Landlords everywhere love their money. When I paid Daphne’s bill the two men left and the little woman even managed to smile at me.

Daphne had three bags but none of them was the beat-up old suitcase that she carried the first night we met.

We drove a long way. I wanted far from Watts and Compton so we went to East L. A.; what they call El Barrio today. Back then it was just another Jewish neighborhood, recently taken over by the Mexicans.

We drove past hundreds of poor houses, sad palm trees, and thousands of children playing and hollering in the streets.
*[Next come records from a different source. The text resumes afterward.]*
use chrono::{DateTime, Utc};
use rusqlite::Connection;

use crate::analysis::combat::combat_level;
use crate::analysis::gains::{compute_gains, compute_skill_gains};
use crate::commands::db::{
    delete_tracked_account, insert_tracked_account, load_tracked_account,
    rename_tracked_account, upsert_tracked_account,
};
use crate::commands::highscores::{fetch_snapshot, SnapshotSource};
use crate::error::HighscoreError;
use crate::models::account::AccountVariant;
use crate::models::tracked::TrackedAccount;
use crate::report::{render_report, ReportInput, ReportRows};

pub async fn stats_command<S: SnapshotSource>(
    source: &S,
    username: &str,
    variant: AccountVariant,
) -> Result<String, HighscoreError> {
    let snapshot = fetch_snapshot(source, username, variant).await?;

    render_report(&ReportInput {
        rows: ReportRows::Stats(&snapshot),
        username,
        combat_level: combat_level(&snapshot),
        account_variant: variant,
        old_timestamp: None,
        new_timestamp: None,
    })
}

/// `[type,] username`. Without a type the account is tracked as normal.
fn parse_track_args(args: &str) -> Result<(AccountVariant, &str), HighscoreError> {
    let (variant, username) = match args.split_once(',') {
        Some((kind, username)) => (AccountVariant::from_track_arg(kind)?, username.trim()),
        None => (AccountVariant::Normal, args.trim()),
    };

    if username.is_empty() {
        return Err(HighscoreError::InvalidInput(
            "Give a username to track.".to_string(),
        ));
    }
    if !variant.is_trackable() {
        return Err(HighscoreError::InvalidAccountType(
            variant.as_tag().to_string(),
        ));
    }

    Ok((variant, username))
}

pub async fn track_command<S: SnapshotSource>(
    source: &S,
    conn: &Connection,
    args: &str,
    now: DateTime<Utc>,
) -> Result<String, HighscoreError> {
    let (variant, username) = parse_track_args(args)?;
    if load_tracked_account(conn, username)?.is_some() {
        return Err(HighscoreError::AlreadyTracked {
            username: username.to_string(),
        });
    }

    let snapshot = fetch_snapshot(source, username, variant)
        .await
        .map_err(|err| match err {
            HighscoreError::AccountNotFound => HighscoreError::NoHighscoresForVariant {
                username: username.to_string(),
                variant: variant.as_tag(),
            },
            other => other,
        })?;
    let account = TrackedAccount {
        username: TrackedAccount::key(username),
        display_name: username.to_string(),
        account_variant: variant,
        combat_level: combat_level(&snapshot),
        snapshot,
        saved_at: now.timestamp(),
        old_names: Vec::new(),
    };

    if !insert_tracked_account(conn, &account)? {
        return Err(HighscoreError::AlreadyTracked {
            username: username.to_string(),
        });
    }

    log::info!("started tracking {} ({})", account.username, variant.as_tag());
    Ok(format!(
        "Started tracking user {username}. Account type: {}",
        variant.as_tag()
    ))
}

/// Report what changed since the stored snapshot, then make the current
/// snapshot the new baseline.
///
/// When upstream changed the number of activity rows in between, the
/// activity tail cannot be compared. Skills are still reported, activities
/// show zero and a notice is appended; the new snapshot replaces the stale
/// one so the next call compares normally.
pub async fn gains_command<S: SnapshotSource>(
    source: &S,
    conn: &Connection,
    username: &str,
    now: DateTime<Utc>,
) -> Result<String, HighscoreError> {
    let mut account = load_tracked_account(conn, username)?.ok_or_else(|| {
        HighscoreError::NotTracked {
            username: username.to_string(),
        }
    })?;

    let snapshot = fetch_snapshot(source, &account.display_name, account.account_variant).await?;

    let (gains, notice) = match compute_gains(&account.snapshot, &snapshot) {
        Ok(gains) => (gains, None),
        Err(err @ HighscoreError::SchemaMismatch { .. }) => {
            log::warn!("{}: {err}, saving a new baseline", account.username);
            (
                compute_skill_gains(&account.snapshot, &snapshot),
                Some(err.user_message()),
            )
        }
        Err(err) => return Err(err),
    };

    let mut reply = render_report(&ReportInput {
        rows: ReportRows::Gains(&gains),
        username: &account.display_name,
        combat_level: gains.combat_delta,
        account_variant: account.account_variant,
        old_timestamp: DateTime::from_timestamp(account.saved_at, 0),
        new_timestamp: Some(now),
    })?;
    if let Some(notice) = notice {
        reply.push('\n');
        reply.push_str(&notice);
    }

    account.combat_level = combat_level(&snapshot);
    account.snapshot = snapshot;
    account.saved_at = now.timestamp();
    upsert_tracked_account(conn, &account)?;

    Ok(reply)
}

pub async fn reset_command<S: SnapshotSource>(
    source: &S,
    conn: &Connection,
    username: &str,
    now: DateTime<Utc>,
) -> Result<String, HighscoreError> {
    let mut account = load_tracked_account(conn, username)?.ok_or_else(|| {
        HighscoreError::NotTracked {
            username: username.to_string(),
        }
    })?;

    let snapshot = fetch_snapshot(source, &account.display_name, account.account_variant).await?;
    account.combat_level = combat_level(&snapshot);
    account.snapshot = snapshot;
    account.saved_at = now.timestamp();
    upsert_tracked_account(conn, &account)?;

    Ok(format!("Saved new stats for {}.", account.display_name))
}

pub fn untrack_command(conn: &Connection, username: &str) -> Result<String, HighscoreError> {
    if !delete_tracked_account(conn, username)? {
        return Err(HighscoreError::NotTracked {
            username: username.to_string(),
        });
    }
    Ok(format!("Stopped tracking user {}.", username.trim()))
}

/// `old name, new name`
pub fn rename_command(conn: &Connection, args: &str) -> Result<String, HighscoreError> {
    let Some((old_name, new_name)) = args
        .split_once(',')
        .map(|(old, new)| (old.trim(), new.trim()))
        .filter(|(old, new)| !old.is_empty() && !new.is_empty())
    else {
        return Err(HighscoreError::InvalidInput(
            "Give the old and the new username separated by a comma.".to_string(),
        ));
    };

    let account = rename_tracked_account(conn, old_name, new_name)?;
    Ok(format!(
        "Renamed {old_name} to {}. Old names: {}",
        account.display_name,
        account.old_names.join(", ")
    ))
}

#[cfg(test)]
mod tests {
    use super::*;

    #[test]
    fn track_args_default_to_normal() {
        assert_eq!(
            parse_track_args(" Zezima ").expect("args"),
            (AccountVariant::Normal, "Zezima")
        );
        assert_eq!(
            parse_track_args("hc, Lynx Titan").expect("args"),
            (AccountVariant::Hardcore, "Lynx Titan")
        );
    }

    #[test]
    fn track_args_reject_unknown_type_and_empty_name() {
        assert_eq!(
            parse_track_args("dmm, Zezima"),
            Err(HighscoreError::InvalidAccountType("dmm".to_string()))
        );
        assert!(matches!(
            parse_track_args("ironman, "),
            Err(HighscoreError::InvalidInput(_))
        ));
    }
}
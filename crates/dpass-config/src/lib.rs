//! dpass-config
//!
//! Layered YAML configuration for the allocation desk.
//!
//! Documents merge in order (later layers override earlier ones key by
//! key), are converted to JSON, checked for secret-looking literals, and
//! hashed over their canonical JSON form so a running daemon can report
//! exactly which configuration it booted with.

use anyhow::{bail, Context, Result};
use serde_json::Value;
use sha2::{Digest, Sha256};
use std::fs;

mod consumption;
mod desk;

pub use consumption::{report_unused_keys, UnusedKeyPolicy, UnusedKeyReport};
pub use desk::{DeskConfig, CONSUMED_POINTERS};

/// Leaf string values starting with any of these abort loading with
/// `CONFIG_SECRET_DETECTED`. Credentials belong in the environment.
const SECRET_PREFIXES: &[&str] = &[
    "sk-",
    "sk_live",
    "sk_test",
    "AKIA",
    "-----BEGIN",
    "ghp_",
    "gho_",
    "glpat-",
    "xoxb-",
    "xoxp-",
    "AIza",
];

#[derive(Debug, Clone)]
pub struct LoadedConfig {
    /// Lowercase hex SHA-256 of `canonical_json`.
    pub config_hash: String,
    pub canonical_json: String,
    pub config_json: Value,
}

/// Read and merge YAML files in the given order.
pub fn load_layered_yaml(paths: &[&str]) -> Result<LoadedConfig> {
    let mut docs: Vec<String> = Vec::with_capacity(paths.len());
    for p in paths {
        let raw = fs::read_to_string(p).with_context(|| format!("failed to read yaml path: {p}"))?;
        docs.push(raw);
    }
    let refs: Vec<&str> = docs.iter().map(String::as_str).collect();
    load_layered_yaml_from_strings(&refs)
}

pub fn load_layered_yaml_from_strings(yaml_docs: &[&str]) -> Result<LoadedConfig> {
    let mut merged = serde_json::json!({});
    for (i, raw) in yaml_docs.iter().enumerate() {
        let v_yaml: serde_yaml::Value =
            serde_yaml::from_str(raw).with_context(|| format!("invalid yaml in layer {i}"))?;
        let v_json = serde_json::to_value(v_yaml).context("yaml->json conversion failed")?;
        // An empty document parses as null; treat it as an empty layer.
        if v_json.is_null() {
            continue;
        }
        merged = deep_merge(merged, v_json);
    }

    enforce_no_secret_literals(&merged)?;

    let canonical_json = serde_json::to_string(&merged).context("canonical json serialize failed")?;
    let config_hash = sha256_hex(canonical_json.as_bytes());
    Ok(LoadedConfig {
        config_hash,
        canonical_json,
        config_json: merged,
    })
}

fn deep_merge(base: Value, overlay: Value) -> Value {
    match (base, overlay) {
        (Value::Object(mut base_map), Value::Object(overlay_map)) => {
            for (k, v) in overlay_map {
                let prev = base_map.remove(&k).unwrap_or(Value::Null);
                base_map.insert(k, deep_merge(prev, v));
            }
            Value::Object(base_map)
        }
        (_, other) => other,
    }
}

fn sha256_hex(bytes: &[u8]) -> String {
    let mut hasher = Sha256::new();
    hasher.update(bytes);
    hex::encode(hasher.finalize())
}

fn enforce_no_secret_literals(v: &Value) -> Result<()> {
    let mut leaves = Vec::new();
    consumption::collect_leaf_pointers(v, "", &mut leaves);

    for ptr in leaves {
        if let Some(s) = v.pointer(&ptr).and_then(Value::as_str) {
            if looks_like_secret(s) {
                bail!("CONFIG_SECRET_DETECTED leaf={} value=REDACTED", ptr);
            }
        }
    }
    Ok(())
}

fn looks_like_secret(s: &str) -> bool {
    let t = s.trim();
    t.len() >= 8 && SECRET_PREFIXES.iter().any(|p| t.starts_with(p))
}

#[cfg(test)]
mod tests {
    use super::*;

    #[test]
    fn later_layer_overrides_scalar_and_keeps_siblings() {
        let base = "layout:\n  palace_gates: 16\n  torchlight_gates: 16\n";
        let overlay = "layout:\n  torchlight_gates: 12\n";
        let loaded = load_layered_yaml_from_strings(&[base, overlay]).unwrap();
        assert_eq!(loaded.config_json["layout"]["palace_gates"], 16);
        assert_eq!(loaded.config_json["layout"]["torchlight_gates"], 12);
    }

    #[test]
    fn empty_layer_is_ignored() {
        let loaded = load_layered_yaml_from_strings(&["daemon:\n  bus_capacity: 8\n", ""]).unwrap();
        assert_eq!(loaded.config_json["daemon"]["bus_capacity"], 8);
    }

    #[test]
    fn short_strings_are_never_secrets() {
        assert!(!looks_like_secret("sk-1"));
        assert!(looks_like_secret("  AKIAABCDEFGHIJ"));
    }
}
We finally came to a dilapidated old house that used to be a mansion. It had a great cement porch with a high green roof and two big picture windows on each of the three floors. Two of the windows had been broken out; they were papered with cardboard and stuffed with rags. There were three dogs lounging around and eight old cars scattered around the red clay yard under the branches of a sickly and failing oak tree. Six or seven small children were playing among the wrecks. Hammered into the oak was a small wooden sign that read “rooms.”

A grizzled old man in overalls and a T-shirt was sitting in an aluminum chair at the foot of the stairs.

“Howdy, Primo.” I waved.

“Easy,” he said back to me. “You get lost out here?”

“Naw, man. I just wanted a little privacy so I figured to give you a try.”

Primo was a real Mexican, born and bred. That was back in 1948, before Mexicans and black people started hating each other. Back then, before ancestry had been discovered, a Mexican and a Negro considered themselves the same. That is to say, just another couple of unlucky stiffs left holding the short end of the stick.

I met Primo when I became a gardener for a while. We worked together, with a team of men, taking on the large jobs in Beverly Hills and Brentwood. We even took care of a couple of places downtown, off of Sixth.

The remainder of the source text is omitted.